Instructions for the task: The word "Debug" marks the lines to find; copy every such line from the data below.

Input data:
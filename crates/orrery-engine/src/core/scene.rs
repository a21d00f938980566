use std::f32::consts::TAU;

use glam::{Mat4, Vec3};

use crate::components::belt::{AsteroidParticle, BeltGroup};
use crate::components::orbit::{MoonOrbit, Orbit, OrbitBody};
use crate::config::SceneConfig;
use crate::core::transform::LocalTransform;
use crate::systems::effects::Rng;

/// Flat storage for everything that orbits or tumbles under the system root.
/// Small fixed counts (eight planets, two belts), so plain Vecs and linear
/// name lookups.
pub struct BodyRegistry {
    root: LocalTransform,
    root_matrix: Mat4,
    planets: Vec<OrbitBody>,
    belts: Vec<BeltGroup>,
    sun_radius: f32,
    /// Accumulated sun self-rotation.
    sun_spin: f32,
}

impl BodyRegistry {
    pub fn new(root: LocalTransform, sun_radius: f32) -> Self {
        Self {
            root,
            root_matrix: root.matrix(),
            planets: Vec::with_capacity(8),
            belts: Vec::with_capacity(2),
            sun_radius,
            sun_spin: 0.0,
        }
    }

    /// Build the solar system described by `config`. Initial orbit phases
    /// and belt particles come from `rng`.
    pub fn from_config(config: &SceneConfig, rng: &mut Rng) -> Self {
        let root = LocalTransform::new()
            .with_offset(config.system_origin)
            .with_rotation(config.system_tilt);
        let mut registry = Self::new(root, config.sun_radius);

        for p in &config.planets {
            let orbit = Orbit::new(p.distance, p.distance * config.minor_axis_ratio, p.revolution_speed)
                .with_phase(rng.range(0.0, TAU));
            let mut body = OrbitBody::new(p.name.clone(), orbit, p.radius)
                .with_spin(p.rotation_speed)
                .with_tilt(p.tilt_deg.to_radians())
                .with_ring(p.ring);
            if let Some(m) = &p.moon {
                body = body.with_moon(MoonOrbit::new(m.orbit_radius, m.body_radius, m.speed));
            }
            registry.push_planet(body);
        }
        for b in &config.belts {
            registry.push_belt(BeltGroup::generate(b, rng));
        }
        registry
    }

    pub fn push_planet(&mut self, body: OrbitBody) {
        self.planets.push(body);
    }

    pub fn push_belt(&mut self, belt: BeltGroup) {
        self.belts.push(belt);
    }

    pub fn root(&self) -> &LocalTransform {
        &self.root
    }

    pub fn root_matrix(&self) -> Mat4 {
        self.root_matrix
    }

    pub fn planets(&self) -> &[OrbitBody] {
        &self.planets
    }

    pub fn planets_mut(&mut self) -> &mut [OrbitBody] {
        &mut self.planets
    }

    pub fn belts(&self) -> &[BeltGroup] {
        &self.belts
    }

    pub fn belts_mut(&mut self) -> &mut [BeltGroup] {
        &mut self.belts
    }

    /// Planets and belts, mutably, at the same time.
    pub fn split_mut(&mut self) -> (&mut [OrbitBody], &mut [BeltGroup]) {
        (&mut self.planets, &mut self.belts)
    }

    pub fn index_of(&self, name: &str) -> Option<usize> {
        self.planets.iter().position(|p| p.name == name)
    }

    pub fn get(&self, name: &str) -> Option<&OrbitBody> {
        self.planets.iter().find(|p| p.name == name)
    }

    pub fn get_mut(&mut self, name: &str) -> Option<&mut OrbitBody> {
        self.planets.iter_mut().find(|p| p.name == name)
    }

    /// Show or hide a planet. Returns false if no planet has that name.
    pub fn set_visible(&mut self, name: &str, visible: bool) -> bool {
        match self.get_mut(name) {
            Some(body) => {
                body.visible = visible;
                true
            }
            None => false,
        }
    }

    pub fn sun_radius(&self) -> f32 {
        self.sun_radius
    }

    pub fn sun_spin(&self) -> f32 {
        self.sun_spin
    }

    pub fn spin_sun(&mut self, rate: f32, dt: f32, multiplier: f32) {
        self.sun_spin += rate * multiplier * dt;
    }

    pub fn sun_world_position(&self) -> Vec3 {
        self.root_matrix.transform_point3(Vec3::ZERO)
    }

    pub fn planet_world_matrix(&self, index: usize) -> Option<Mat4> {
        self.planets.get(index).map(|p| self.root_matrix * p.local_matrix())
    }

    pub fn planet_world_position(&self, index: usize) -> Option<Vec3> {
        self.planets
            .get(index)
            .map(|p| self.root_matrix.transform_point3(p.orbit.position()))
    }

    pub fn moon_world_position(&self, index: usize) -> Option<Vec3> {
        self.planets
            .get(index)
            .and_then(|p| p.moon_local_position())
            .map(|local| self.root_matrix.transform_point3(local))
    }

    pub fn belt_world_matrix(&self, index: usize) -> Option<Mat4> {
        self.belts.get(index).map(|b| self.root_matrix * b.local_matrix())
    }

    /// World position of one asteroid given its belt's world matrix.
    #[inline]
    pub fn asteroid_world_position(belt_world: &Mat4, asteroid: &AsteroidParticle) -> Vec3 {
        belt_world.transform_point3(asteroid.position)
    }

    pub fn asteroid_count(&self) -> usize {
        self.belts.iter().map(|b| b.len()).sum()
    }

    pub fn len(&self) -> usize {
        self.planets.len()
    }

    pub fn is_empty(&self) -> bool {
        self.planets.is_empty()
    }
}

impl Default for BodyRegistry {
    fn default() -> Self {
        Self::new(LocalTransform::default(), 1.0)
    }
}
use glam::{Mat4, Vec3};

use crate::config::ShipConfig;

/// The toggle-able flying ship. Inactive ships keep their last pose.
#[derive(Debug, Clone, PartialEq)]
pub struct Ship {
    pub active: bool,
    pub position: Vec3,
    pub velocity: Vec3,
    /// Heading about world Y. Zero faces -Z.
    pub yaw: f32,
    pub half_extents: Vec3,
}

impl Ship {
    pub fn new(config: &ShipConfig) -> Self {
        Self {
            active: false,
            position: config.spawn,
            velocity: Vec3::ZERO,
            yaw: 0.0,
            half_extents: config.half_extents,
        }
    }

    /// Put the ship back at its spawn point, at rest.
    pub fn respawn(&mut self, config: &ShipConfig) {
        self.position = config.spawn;
        self.velocity = Vec3::ZERO;
        self.yaw = 0.0;
    }

    /// Unit vector the nose points along, in the XZ plane.
    pub fn forward(&self) -> Vec3 {
        Vec3::new(-self.yaw.sin(), 0.0, -self.yaw.cos())
    }

    /// Bounds of the ship if it were at `position`.
    pub fn bounds_at(&self, position: Vec3) -> (Vec3, Vec3) {
        (position - self.half_extents, position + self.half_extents)
    }

    pub fn bounds(&self) -> (Vec3, Vec3) {
        self.bounds_at(self.position)
    }

    pub fn matrix(&self) -> Mat4 {
        Mat4::from_translation(self.position) * Mat4::from_rotation_y(self.yaw)
    }
}

#[cfg(test)]
mod tests {
    use super::*;

    #[test]
    fn zero_yaw_faces_negative_z() {
        let ship = Ship::new(&ShipConfig::default());
        assert!((ship.forward() - Vec3::NEG_Z).length() < 1e-6);
    }

    #[test]
    fn forward_matches_matrix() {
        let mut ship = Ship::new(&ShipConfig::default());
        ship.yaw = 0.7;
        let nose = ship.matrix().transform_vector3(Vec3::NEG_Z);
        assert!((nose - ship.forward()).length() < 1e-5);
    }

    #[test]
    fn respawn_resets_motion() {
        let config = ShipConfig::default();
        let mut ship = Ship::new(&config);
        ship.position = Vec3::ONE;
        ship.velocity = Vec3::X;
        ship.yaw = 1.0;
        ship.respawn(&config);
        assert_eq!(ship.position, config.spawn);
        assert_eq!(ship.velocity, Vec3::ZERO);
        assert_eq!(ship.yaw, 0.0);
    }
}
use glam::Vec3;

/// Peak opacity of a fresh explosion.
const START_OPACITY: f32 = 0.8;

/// A growing, fading sphere left where an asteroid hit a planet.
/// Runs on wall-clock time; the first frame it is seen counts as its birth.
#[derive(Debug, Clone, Copy, PartialEq)]
pub struct Explosion {
    pub position: Vec3,
    /// Base diameter: twice the asteroid radius.
    pub size: f32,
    pub lifetime_ms: f32,
    born_ms: Option<f64>,
    /// Normalized age, updated each frame.
    t: f32,
}

impl Explosion {
    pub fn new(position: Vec3, asteroid_radius: f32, lifetime_ms: f32) -> Self {
        Self {
            position,
            size: asteroid_radius * 2.0,
            lifetime_ms,
            born_ms: None,
            t: 0.0,
        }
    }

    /// Update age from the frame timestamp. Returns false once expired.
    pub fn tick(&mut self, now_ms: f64) -> bool {
        let born = *self.born_ms.get_or_insert(now_ms);
        self.t = ((now_ms - born) as f32 / self.lifetime_ms).max(0.0);
        self.t < 1.0
    }

    pub fn progress(&self) -> f32 {
        self.t.min(1.0)
    }

    /// Uniform scale factor, 1 → 3 over the lifetime.
    pub fn scale(&self) -> f32 {
        1.0 + 2.0 * self.progress()
    }

    pub fn opacity(&self) -> f32 {
        (START_OPACITY * (1.0 - self.t)).max(0.0)
    }

    pub fn is_expired(&self) -> bool {
        self.t >= 1.0
    }
}
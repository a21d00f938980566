pub mod collision;
pub mod effects;
pub mod render;
pub mod ship;
pub mod stepper;
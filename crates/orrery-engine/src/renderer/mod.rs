pub mod camera;
pub mod instance;

// Re-export key types for convenient access
pub use camera::{Camera3D, CameraUniform, Ray};
pub use instance::{AsteroidInstance, BodyInstance, ExplosionInstance, RenderBuffer};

Written answer:
#[derive(Debug, Clone, PartialEq)]
#[derive(Debug, Clone, Copy, PartialEq)]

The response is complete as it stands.